## Prompt
Search the data for the string "target" and copy each line where it turns up.

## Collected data
----
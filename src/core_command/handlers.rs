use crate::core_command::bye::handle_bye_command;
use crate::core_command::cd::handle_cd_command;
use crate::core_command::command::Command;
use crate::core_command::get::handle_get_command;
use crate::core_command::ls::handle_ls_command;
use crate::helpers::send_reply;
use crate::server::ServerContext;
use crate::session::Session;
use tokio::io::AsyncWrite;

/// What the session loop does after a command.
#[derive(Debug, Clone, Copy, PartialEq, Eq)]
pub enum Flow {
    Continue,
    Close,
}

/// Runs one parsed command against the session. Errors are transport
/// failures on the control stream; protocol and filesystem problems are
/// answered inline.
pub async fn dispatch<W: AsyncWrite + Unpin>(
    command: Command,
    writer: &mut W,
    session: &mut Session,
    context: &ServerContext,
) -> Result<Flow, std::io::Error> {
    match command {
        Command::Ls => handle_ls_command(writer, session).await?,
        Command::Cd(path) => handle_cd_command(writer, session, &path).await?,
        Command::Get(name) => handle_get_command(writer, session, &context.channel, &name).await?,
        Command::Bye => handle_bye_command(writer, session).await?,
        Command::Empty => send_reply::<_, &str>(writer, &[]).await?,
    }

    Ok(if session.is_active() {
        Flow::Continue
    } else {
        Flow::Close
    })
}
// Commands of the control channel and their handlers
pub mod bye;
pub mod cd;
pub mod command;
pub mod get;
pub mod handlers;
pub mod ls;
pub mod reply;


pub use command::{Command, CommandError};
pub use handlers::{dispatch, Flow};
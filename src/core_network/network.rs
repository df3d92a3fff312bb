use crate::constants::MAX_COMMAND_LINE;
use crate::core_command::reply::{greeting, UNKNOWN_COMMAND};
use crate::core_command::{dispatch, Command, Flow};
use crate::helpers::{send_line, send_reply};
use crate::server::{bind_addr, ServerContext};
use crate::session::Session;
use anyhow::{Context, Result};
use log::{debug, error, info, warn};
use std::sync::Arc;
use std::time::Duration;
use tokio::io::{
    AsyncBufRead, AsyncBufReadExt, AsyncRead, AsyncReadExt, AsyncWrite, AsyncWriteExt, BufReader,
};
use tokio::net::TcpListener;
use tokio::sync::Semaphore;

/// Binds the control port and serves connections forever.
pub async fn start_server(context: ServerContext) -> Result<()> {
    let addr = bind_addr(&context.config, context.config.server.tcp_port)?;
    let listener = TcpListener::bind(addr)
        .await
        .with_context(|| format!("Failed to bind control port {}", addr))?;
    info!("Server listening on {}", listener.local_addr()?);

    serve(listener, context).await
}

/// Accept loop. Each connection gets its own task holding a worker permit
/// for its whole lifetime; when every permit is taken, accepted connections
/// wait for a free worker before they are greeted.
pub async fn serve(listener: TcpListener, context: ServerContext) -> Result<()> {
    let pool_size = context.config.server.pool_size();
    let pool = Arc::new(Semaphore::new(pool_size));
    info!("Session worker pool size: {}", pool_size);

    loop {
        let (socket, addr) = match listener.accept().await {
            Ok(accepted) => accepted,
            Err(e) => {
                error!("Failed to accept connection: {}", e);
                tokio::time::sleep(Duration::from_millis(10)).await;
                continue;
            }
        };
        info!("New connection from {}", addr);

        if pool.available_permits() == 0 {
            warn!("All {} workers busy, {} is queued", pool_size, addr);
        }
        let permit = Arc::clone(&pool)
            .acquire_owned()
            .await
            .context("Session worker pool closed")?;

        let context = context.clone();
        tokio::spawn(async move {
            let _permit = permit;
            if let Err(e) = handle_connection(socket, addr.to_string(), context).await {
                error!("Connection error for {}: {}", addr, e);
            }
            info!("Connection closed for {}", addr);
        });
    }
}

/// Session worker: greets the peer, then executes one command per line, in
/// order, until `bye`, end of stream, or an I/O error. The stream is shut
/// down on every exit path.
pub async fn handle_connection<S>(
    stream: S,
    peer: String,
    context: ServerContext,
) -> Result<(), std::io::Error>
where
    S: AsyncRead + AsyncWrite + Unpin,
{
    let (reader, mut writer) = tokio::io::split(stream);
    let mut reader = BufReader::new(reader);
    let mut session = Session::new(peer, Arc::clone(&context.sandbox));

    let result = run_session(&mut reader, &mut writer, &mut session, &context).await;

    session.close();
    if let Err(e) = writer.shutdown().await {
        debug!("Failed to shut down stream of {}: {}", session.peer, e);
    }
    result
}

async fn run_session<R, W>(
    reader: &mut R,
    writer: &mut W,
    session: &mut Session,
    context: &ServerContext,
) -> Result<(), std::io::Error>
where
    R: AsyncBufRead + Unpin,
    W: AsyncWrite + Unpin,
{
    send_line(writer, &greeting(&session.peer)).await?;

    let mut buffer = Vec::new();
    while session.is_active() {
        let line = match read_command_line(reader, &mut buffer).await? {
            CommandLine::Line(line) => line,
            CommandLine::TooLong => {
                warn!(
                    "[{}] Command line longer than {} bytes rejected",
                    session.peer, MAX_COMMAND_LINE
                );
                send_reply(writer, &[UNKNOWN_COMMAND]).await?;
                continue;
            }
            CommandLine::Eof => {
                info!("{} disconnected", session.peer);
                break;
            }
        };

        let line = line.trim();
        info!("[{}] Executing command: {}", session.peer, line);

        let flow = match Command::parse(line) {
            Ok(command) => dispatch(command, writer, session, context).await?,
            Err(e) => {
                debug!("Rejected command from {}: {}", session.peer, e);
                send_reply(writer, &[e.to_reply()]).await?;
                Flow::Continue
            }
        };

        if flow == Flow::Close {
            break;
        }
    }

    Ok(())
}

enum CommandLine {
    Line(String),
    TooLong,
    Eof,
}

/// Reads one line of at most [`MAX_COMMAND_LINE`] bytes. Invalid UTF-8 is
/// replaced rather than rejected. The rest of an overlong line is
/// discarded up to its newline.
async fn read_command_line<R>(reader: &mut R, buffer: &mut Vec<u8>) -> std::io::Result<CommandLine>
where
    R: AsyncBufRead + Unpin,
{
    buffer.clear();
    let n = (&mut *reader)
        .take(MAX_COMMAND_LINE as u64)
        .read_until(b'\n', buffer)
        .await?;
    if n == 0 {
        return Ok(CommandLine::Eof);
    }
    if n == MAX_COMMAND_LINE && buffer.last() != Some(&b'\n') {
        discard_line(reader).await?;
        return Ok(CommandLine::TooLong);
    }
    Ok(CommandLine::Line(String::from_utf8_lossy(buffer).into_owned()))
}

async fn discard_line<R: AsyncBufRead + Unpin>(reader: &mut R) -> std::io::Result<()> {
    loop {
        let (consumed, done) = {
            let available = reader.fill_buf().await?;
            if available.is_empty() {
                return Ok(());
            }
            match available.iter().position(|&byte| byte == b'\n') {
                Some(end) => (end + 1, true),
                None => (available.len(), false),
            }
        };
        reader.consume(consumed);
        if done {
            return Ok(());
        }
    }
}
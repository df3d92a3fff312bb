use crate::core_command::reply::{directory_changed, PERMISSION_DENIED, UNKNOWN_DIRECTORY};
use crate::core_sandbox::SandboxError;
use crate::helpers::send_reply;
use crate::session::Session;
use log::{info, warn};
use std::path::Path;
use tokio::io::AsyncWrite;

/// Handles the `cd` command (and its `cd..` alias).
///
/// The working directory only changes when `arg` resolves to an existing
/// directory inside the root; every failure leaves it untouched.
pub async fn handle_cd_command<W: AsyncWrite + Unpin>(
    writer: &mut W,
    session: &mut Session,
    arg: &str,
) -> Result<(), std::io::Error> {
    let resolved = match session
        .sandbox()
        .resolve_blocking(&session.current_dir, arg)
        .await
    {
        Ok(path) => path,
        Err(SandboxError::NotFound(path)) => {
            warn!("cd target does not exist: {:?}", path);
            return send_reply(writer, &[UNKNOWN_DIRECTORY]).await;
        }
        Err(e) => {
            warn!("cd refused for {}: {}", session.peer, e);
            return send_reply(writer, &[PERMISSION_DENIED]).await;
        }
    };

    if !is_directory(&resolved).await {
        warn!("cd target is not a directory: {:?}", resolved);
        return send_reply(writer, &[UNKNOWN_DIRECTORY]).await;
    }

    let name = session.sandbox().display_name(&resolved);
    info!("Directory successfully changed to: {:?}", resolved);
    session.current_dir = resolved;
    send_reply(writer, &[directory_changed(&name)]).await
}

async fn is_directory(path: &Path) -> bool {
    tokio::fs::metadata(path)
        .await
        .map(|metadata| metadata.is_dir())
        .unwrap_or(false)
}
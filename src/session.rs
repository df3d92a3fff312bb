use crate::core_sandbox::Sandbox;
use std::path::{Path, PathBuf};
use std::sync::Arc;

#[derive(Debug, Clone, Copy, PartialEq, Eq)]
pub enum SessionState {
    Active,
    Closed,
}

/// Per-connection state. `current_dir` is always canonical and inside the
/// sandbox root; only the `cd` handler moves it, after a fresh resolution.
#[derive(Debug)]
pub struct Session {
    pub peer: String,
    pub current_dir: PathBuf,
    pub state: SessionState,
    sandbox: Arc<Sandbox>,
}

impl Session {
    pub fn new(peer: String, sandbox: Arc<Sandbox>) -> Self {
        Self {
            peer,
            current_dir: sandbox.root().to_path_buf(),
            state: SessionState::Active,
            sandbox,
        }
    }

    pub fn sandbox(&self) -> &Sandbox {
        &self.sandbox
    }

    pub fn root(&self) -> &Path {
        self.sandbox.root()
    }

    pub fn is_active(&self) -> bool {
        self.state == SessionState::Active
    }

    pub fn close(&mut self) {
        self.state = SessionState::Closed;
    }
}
----
## Result
            warn!("cd target does not exist: {:?}", path);
        warn!("cd target is not a directory: {:?}", resolved);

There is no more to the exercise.